→ **Activity**:
Keep only the lines of the data below that contain "DraftFeedback", and copy them.

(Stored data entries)
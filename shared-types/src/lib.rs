//! Shared types between the web client and the API backend
//!
//! These types are used by both:
//! - the API backend (native Rust)
//! - Dioxus components (WASM)
//!
//! Serializable with serde for JSON over HTTP/SSE

use chrono::{DateTime, Utc};
use serde::{Deserialize, Serialize};

// ============================================================================
// Users & Customers
// ============================================================================

/// Authenticated user, as returned by the session probe
#[derive(Debug, Clone, Serialize, Deserialize, PartialEq)]
pub struct User {
    pub id: String,
    pub email: String,
    pub first_name: Option<String>,
    pub last_name: Option<String>,
    /// Tenant the user's drafts belong to (absent for pure admin accounts)
    pub customer_id: Option<String>,
    pub is_admin: bool,
}

/// Customer summary for admin navigation
#[derive(Debug, Clone, Serialize, Deserialize, PartialEq)]
pub struct Customer {
    pub customer_id: String,
    pub email: Option<String>,
    pub first_name: Option<String>,
    pub last_name: Option<String>,
    pub draft_count: u32,
}

// ============================================================================
// Drafts & Feedback
// ============================================================================

/// Generated post draft as listed in the sidebar
#[derive(Debug, Clone, Serialize, Deserialize, PartialEq)]
pub struct Draft {
    pub id: String,
    pub customer_id: String,
    pub topic: String,
    /// Generated text; immutable once created
    pub text: String,
    pub created_at: DateTime<Utc>,
    pub has_feedback: bool,
    /// Sampling temperature used for this variation
    pub temperature: Option<f32>,
}

/// Reviewer verdict on a draft
#[derive(Debug, Clone, Serialize, Deserialize, PartialEq, Eq)]
#[serde(rename_all = "lowercase")]
pub enum FeedbackRating {
    Like,
    Dislike,
}

/// Stored feedback attached to a draft
#[derive(Debug, Clone, Serialize, Deserialize, PartialEq)]
pub struct DraftFeedback {
    /// Reviewer's edited version of the text
    pub edited: String,
    pub comments: Vec<String>,
    pub rating: Option<FeedbackRating>,
}

/// Full draft record, fetched per-draft
#[derive(Debug, Clone, Serialize, Deserialize, PartialEq)]
pub struct DraftDetail {
    pub id: String,
    pub customer_id: String,
    pub topic: String,
    /// Extra context supplied at generation time
    pub context: Option<String>,
    pub text: String,
    pub created_at: DateTime<Utc>,
    pub has_feedback: bool,
    pub temperature: Option<f32>,
    pub feedback: Option<DraftFeedback>,
}

#[derive(Debug, Clone, Serialize, Deserialize, PartialEq)]
pub struct DraftsResponse {
    pub drafts: Vec<Draft>,
}

#[derive(Debug, Clone, Serialize, Deserialize, PartialEq)]
pub struct DeleteDraftResponse {
    /// Number of feedback rows removed along with the draft
    pub feedback_deleted: u32,
}

#[derive(Debug, Clone, Serialize, Deserialize, PartialEq)]
pub struct CustomersResponse {
    pub customers: Vec<Customer>,
}

/// Feedback submission for one draft
#[derive(Debug, Clone, Serialize, Deserialize, PartialEq)]
pub struct FeedbackRequest {
    pub draft_id: String,
    /// Text as generated, for preference-pair construction
    pub original: String,
    pub edited: String,
    pub comments: Vec<String>,
    pub rating: Option<FeedbackRating>,
}

#[derive(Debug, Clone, Serialize, Deserialize, PartialEq)]
pub struct FeedbackResponse {
    pub feedback_id: String,
    pub message: String,
}

// ============================================================================
// Generation
// ============================================================================

#[derive(Debug, Clone, Serialize, Deserialize, PartialEq)]
pub struct GenerateRequest {
    pub topic: String,
    pub context: Option<String>,
    /// Variation count; the backend spreads temperatures across it
    pub variations: u32,
    /// Target customer (admin flows only; defaults to the caller's own)
    pub customer_id: Option<String>,
}

#[derive(Debug, Clone, Serialize, Deserialize, PartialEq)]
pub struct GeneratedDraft {
    pub draft_id: String,
    pub text: String,
    pub temperature: f32,
}

#[derive(Debug, Clone, Serialize, Deserialize, PartialEq)]
pub struct GenerateResponse {
    pub drafts: Vec<GeneratedDraft>,
}

/// One finished variation delivered over the generation stream
#[derive(Debug, Clone, Serialize, Deserialize, PartialEq)]
pub struct StreamedDraft {
    pub draft_id: String,
    pub text: String,
    pub temperature: Option<f32>,
    /// Zero-based position within the run, when the backend reports one
    pub index: Option<u32>,
    pub total: Option<u32>,
}

/// One SSE payload from `GET /generate/stream`, tagged by its `event` field
#[derive(Debug, Clone, Serialize, Deserialize, PartialEq)]
#[serde(tag = "event", rename_all = "lowercase")]
pub enum StreamEvent {
    /// One finished variation
    Draft(StreamedDraft),

    /// Generation failed server-side
    Error { error: Option<String> },

    /// All variations delivered
    Done,
}

// ============================================================================
// Training & Adapters
// ============================================================================

/// Feedback samples required before a fine-tuning run is allowed
pub const MIN_TRAINING_SAMPLES: u32 = 3;

#[derive(Debug, Clone, Serialize, Deserialize, PartialEq, Eq)]
#[serde(rename_all = "lowercase")]
pub enum JobStatus {
    Pending,
    Running,
    Completed,
    Failed,
}

impl JobStatus {
    pub fn is_terminal(&self) -> bool {
        matches!(self, JobStatus::Completed | JobStatus::Failed)
    }
}

/// Fine-tuning job, polled until terminal
#[derive(Debug, Clone, Serialize, Deserialize, PartialEq)]
pub struct TrainingJob {
    pub id: String,
    pub customer_id: String,
    pub status: JobStatus,
    /// Human-readable progress line (e.g. "Epoch 2/3")
    pub progress: Option<String>,
    /// Where the resulting adapter was stored, once completed
    pub adapter_path: Option<String>,
    pub error: Option<String>,
}

/// Single-tenant training trigger (`POST /train`)
#[derive(Debug, Clone, Serialize, Deserialize, PartialEq)]
pub struct TrainRequest {
    pub min_samples: u32,
}

#[derive(Debug, Clone, Serialize, Deserialize, PartialEq)]
pub struct TrainResponse {
    pub job_id: String,
    pub status: String,
    pub message: String,
}

/// Customer-scoped training trigger (`POST /adapters/train`)
#[derive(Debug, Clone, Serialize, Deserialize, PartialEq)]
pub struct TrainAdapterRequest {
    pub customer_id: String,
    pub epochs: u32,
}

#[derive(Debug, Clone, Serialize, Deserialize, PartialEq)]
pub struct TrainAdapterResponse {
    pub job_id: String,
    /// Samples the run was started with
    pub feedback_count: u32,
}

/// Versioned LoRA adapter; at most one active per customer
#[derive(Debug, Clone, Serialize, Deserialize, PartialEq)]
pub struct Adapter {
    pub id: String,
    pub customer_id: String,
    pub version: u32,
    pub path: String,
    pub is_active: bool,
    pub epochs: u32,
    pub training_samples: u32,
    pub created_at: DateTime<Utc>,
}

#[derive(Debug, Clone, Serialize, Deserialize, PartialEq)]
pub struct AdaptersResponse {
    pub adapters: Vec<Adapter>,
}

#[derive(Debug, Clone, Serialize, Deserialize, PartialEq)]
pub struct ActiveAdapterResponse {
    pub adapter: Option<Adapter>,
}

/// Outcome of an activate/deactivate call
#[derive(Debug, Clone, Serialize, Deserialize, PartialEq)]
pub struct AdapterActionResponse {
    pub message: String,
}

/// Feedback available for training, per customer
#[derive(Debug, Clone, Serialize, Deserialize, PartialEq)]
pub struct TrainingData {
    pub customer_id: String,
    pub count: u32,
}

// ============================================================================
// Health
// ============================================================================

#[derive(Debug, Clone, Serialize, Deserialize, PartialEq)]
pub struct HealthResponse {
    pub status: String,
    pub database: String,
}

// ============================================================================
// Tests
// ============================================================================

#[cfg(test)]
mod tests {
    use super::*;

    #[test]
    fn test_stream_event_wire_format() {
        let draft: StreamEvent = serde_json::from_str(
            r#"{"event":"draft","draft_id":"d1","text":"Hello","temperature":0.7,"index":0,"total":3}"#,
        )
        .unwrap();
        assert_eq!(
            draft,
            StreamEvent::Draft(StreamedDraft {
                draft_id: "d1".to_string(),
                text: "Hello".to_string(),
                temperature: Some(0.7),
                index: Some(0),
                total: Some(3),
            })
        );

        let error: StreamEvent =
            serde_json::from_str(r#"{"event":"error","error":"model offline"}"#).unwrap();
        assert_eq!(
            error,
            StreamEvent::Error {
                error: Some("model offline".to_string())
            }
        );

        let done: StreamEvent = serde_json::from_str(r#"{"event":"done"}"#).unwrap();
        assert_eq!(done, StreamEvent::Done);
    }

    #[test]
    fn test_stream_event_tolerates_sparse_fields() {
        // index/total/temperature are hints; only draft_id and text are required
        let draft: StreamEvent =
            serde_json::from_str(r#"{"event":"draft","draft_id":"d2","text":"Hi"}"#).unwrap();
        match draft {
            StreamEvent::Draft(draft) => {
                assert_eq!(draft.temperature, None);
                assert_eq!(draft.index, None);
            }
            other => panic!("expected draft event, got {other:?}"),
        }

        let error: StreamEvent = serde_json::from_str(r#"{"event":"error"}"#).unwrap();
        assert_eq!(error, StreamEvent::Error { error: None });

        // A draft event without text is not usable
        assert!(serde_json::from_str::<StreamEvent>(r#"{"event":"draft","draft_id":"d3"}"#).is_err());
    }

    #[test]
    fn test_job_status_serialization() {
        assert_eq!(serde_json::to_string(&JobStatus::Running).unwrap(), "\"running\"");
        let status: JobStatus = serde_json::from_str("\"completed\"").unwrap();
        assert_eq!(status, JobStatus::Completed);
    }

    #[test]
    fn test_job_status_terminality() {
        assert!(!JobStatus::Pending.is_terminal());
        assert!(!JobStatus::Running.is_terminal());
        assert!(JobStatus::Completed.is_terminal());
        assert!(JobStatus::Failed.is_terminal());
    }

    #[test]
    fn test_rating_wire_format() {
        assert_eq!(serde_json::to_string(&FeedbackRating::Like).unwrap(), "\"like\"");
        let rating: FeedbackRating = serde_json::from_str("\"dislike\"").unwrap();
        assert_eq!(rating, FeedbackRating::Dislike);
    }

    #[test]
    fn test_draft_detail_feedback_optional() {
        let bare: DraftDetail = serde_json::from_str(
            r#"{
                "id": "d1",
                "customer_id": "c1",
                "topic": "Leadership",
                "text": "Original text",
                "created_at": "2025-06-01T12:00:00Z",
                "has_feedback": false
            }"#,
        )
        .unwrap();
        assert_eq!(bare.context, None);
        assert_eq!(bare.feedback, None);

        let reviewed: DraftDetail = serde_json::from_str(
            r#"{
                "id": "d1",
                "customer_id": "c1",
                "topic": "Leadership",
                "context": "200 employees",
                "text": "Original text",
                "created_at": "2025-06-01T12:00:00Z",
                "has_feedback": true,
                "temperature": 0.3,
                "feedback": {
                    "edited": "Edited text",
                    "comments": ["shorter"],
                    "rating": "like"
                }
            }"#,
        )
        .unwrap();
        let feedback = reviewed.feedback.unwrap();
        assert_eq!(feedback.edited, "Edited text");
        assert_eq!(feedback.rating, Some(FeedbackRating::Like));
    }

    #[test]
    fn test_user_optional_fields() {
        let user: User = serde_json::from_str(
            r#"{"id":"u1","email":"admin@blazel.io","is_admin":true}"#,
        )
        .unwrap();
        assert_eq!(user.first_name, None);
        assert_eq!(user.customer_id, None);
        assert!(user.is_admin);
    }

    #[test]
    fn test_feedback_request_serialization() {
        let req = FeedbackRequest {
            draft_id: "d1".to_string(),
            original: "a".to_string(),
            edited: "b".to_string(),
            comments: vec!["[On \"a\"]: tighten".to_string()],
            rating: None,
        };
        let json = serde_json::to_string(&req).unwrap();
        let back: FeedbackRequest = serde_json::from_str(&json).unwrap();
        assert_eq!(req, back);
    }
}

→ **Finished exercise**:
pub struct DraftFeedback {
    pub feedback: Option<DraftFeedback>,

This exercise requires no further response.